On , Laurent Bercot wrote:

On 2016-08-02 19:41, Patrick Mahoney wrote:

Yes, the absolute path will be stable. This could be set at
configure time and would never change.

Let me repeat/rephrase my question: will it also be true if the package,
or a dependency of the package, gets updated?

Yes. Sort of. In Nix, if /nix/store/vkik24-s6-2.3.0.0 references
/nix/store/q4jpv9-execline-2.1.5.0, that will never change (packages
are immutable).

A new version of execline implies a new version of s6 (even if nothing
but s6's dependencies have changed). So /nix/store/qa8jl4-s6-2.3.0.0
now references /nix/store/k35q95-execline-2.1.6.0.

With slashpackage, say for the s6-svc command, you have two guaranteed
absolute paths:

- the versioned one: /package/admin/s6-2.3.0.0/command/s6-svc
This is used by commands *inside* the s6 package, to make sure they always
call binaries from the same version as their own. It is encoded in
/package/admin/s6-2.3.0.0/include/s6/config.h as S6_BINPREFIX.

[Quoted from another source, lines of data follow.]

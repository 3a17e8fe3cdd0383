//! spellcheck: load a word list and suggest corrections interactively.

use std::fs::File;
use std::io::{self, Write};
use std::path::PathBuf;
use std::process;
use std::time::Instant;

use clap::{Parser, ValueEnum};
use env_logger::Builder;
use log::LevelFilter;

use spellmap::{
    run_session, Dictionary, HashStrategy, HashTable, ReplacePolicy, Result, TableConfig,
};

#[derive(Parser, Debug)]
#[command(name = "spellcheck")]
#[command(about = "Check words against a dictionary and suggest close matches")]
#[command(version = env!("CARGO_PKG_VERSION"))]
struct Args {
    /// Word list to load
    #[arg(short, long, default_value = "dictionary.txt")]
    dictionary: PathBuf,

    /// Initial number of hash table slots
    #[arg(long, default_value_t = spellmap::DEFAULT_CAPACITY)]
    capacity: usize,

    /// Average chain length that triggers a resize
    #[arg(long = "max-load", default_value_t = spellmap::DEFAULT_MAX_LOAD_FACTOR)]
    max_load: f64,

    /// Key hash function
    #[arg(long, value_enum, default_value_t = HashArg::CharSum)]
    hash: HashArg,

    /// Suggestion replacement rule
    #[arg(long, value_enum, default_value_t = PolicyArg::FirstWorse)]
    policy: PolicyArg,

    /// Verbosity (-v info, -vv debug, -vvv trace)
    #[arg(short, long, action = clap::ArgAction::Count)]
    verbose: u8,

    /// Only log errors
    #[arg(short, long)]
    quiet: bool,
}

#[derive(Copy, Clone, Debug, PartialEq, Eq, ValueEnum)]
enum HashArg {
    CharSum,
    WeightedCharSum,
}

impl From<HashArg> for HashStrategy {
    fn from(arg: HashArg) -> Self {
        match arg {
            HashArg::CharSum => HashStrategy::CharSum,
            HashArg::WeightedCharSum => HashStrategy::WeightedCharSum,
        }
    }
}

#[derive(Copy, Clone, Debug, PartialEq, Eq, ValueEnum)]
enum PolicyArg {
    FirstWorse,
    Worst,
}

impl From<PolicyArg> for ReplacePolicy {
    fn from(arg: PolicyArg) -> Self {
        match arg {
            PolicyArg::FirstWorse => ReplacePolicy::FirstWorse,
            PolicyArg::Worst => ReplacePolicy::Worst,
        }
    }
}

impl Args {
    fn level(&self) -> LevelFilter {
        if self.quiet {
            return LevelFilter::Error;
        }
        match self.verbose {
            0 => LevelFilter::Warn,
            1 => LevelFilter::Info,
            2 => LevelFilter::Debug,
            _ => LevelFilter::Trace,
        }
    }
}

fn run(args: Args) -> Result<()> {
    let config = TableConfig::with_capacity(args.capacity).max_load_factor(args.max_load);
    let table = HashTable::with_config(config, HashStrategy::from(args.hash))?;
    let mut dict = Dictionary::new(table).with_policy(args.policy.into());

    let file = File::open(&args.dictionary)?;
    let started = Instant::now();
    let words = dict.load(file)?;
    let elapsed = started.elapsed().as_secs_f64();
    println!("Dictionary loaded in {elapsed:.6} seconds");
    log::info!(
        "{words} words in {} slots, load factor {:.3}",
        dict.table().capacity(),
        dict.table().load_factor()
    );

    let stdin = io::stdin();
    let stdout = io::stdout();
    run_session(&dict, stdin.lock(), stdout.lock())
}

fn main() {
    let args = Args::parse();

    Builder::new()
        .filter_level(args.level())
        .format(|buf, record| writeln!(buf, "[{}] {}", record.level(), record.args()))
        .init();

    if let Err(e) = run(args) {
        eprintln!("Error: {e}");
        process::exit(1);
    }
}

- the non-versioned one: /package/admin/s6/command/s6-svc
This is used by basically everyone else, to reach the s6-svc command no
matter what s6 version is currently the default, and is the "official"
absolute path for the s6-svc command. It is encoded in
/package/admin/s6/include/s6/config.h as S6_EXTBINPREFIX.

AIUI, the Nix system provides a guaranteed absolute path that contains,
under one form or another, the version of the software, i.e. something
suitable for BINPREFIX. From what you have written so far, however, I see
nothing that would be the equivalent of EXTBINPREFIX.

Does Nix provide such a path that remains stable across version
changes?

Yes, but not in the way slashpackage does. Now that I understand what
these constants are for, it's clear that EXECLINE_BINPREFIX and
EXECLINE_EXTBINPREFIX should be defined to point to the same absolute
bin directory of a specific Nix package of execline. This is correct
as far as Nix is concerned: each version of execline will have a
unique EXECLINE_EXTBINPREFIX, and each version of s6 will point to one
unchanging version of execline.  (Note I use "version" in the Nix
sense of the hash of a package's source code and a hash of all its
build and run time dependencies, not in the sense of the version
number of s6.)

In fact, I already do exactly this at the point where s6-log invokes
execlineb. It's just that the issue is larger than I had realized at
that time.

(In Nix, it isn't allowed to mutate the dependency tree in the way
that /package/admin/s6/command/s6-svc might point to different
versions over time. This is one of the tradeoffs in Nix; a given immutable
package points to the same immutable dependencies, including any libs
and libc, for all time.)

I'm very much unwilling to lift a finger to support ones that manage
to be even more idiotic than FHS. I'm on vacation right now, so I'm
not going to do the accurate research to know what side Nix falls
into - not before a couple weeks at least - but if you're doing it,
I'm interested in the result. :)

Ha ha. No worries, Nix definitely does things (very, very) differently
than FHS or most other package managers (it shares some goals with
slashpackage, perhaps). In my opinion, the benefits outweigh the
tradeoffs of being different, but I'm not here to advocate Nix, just
trying to correctly package s6 et. al.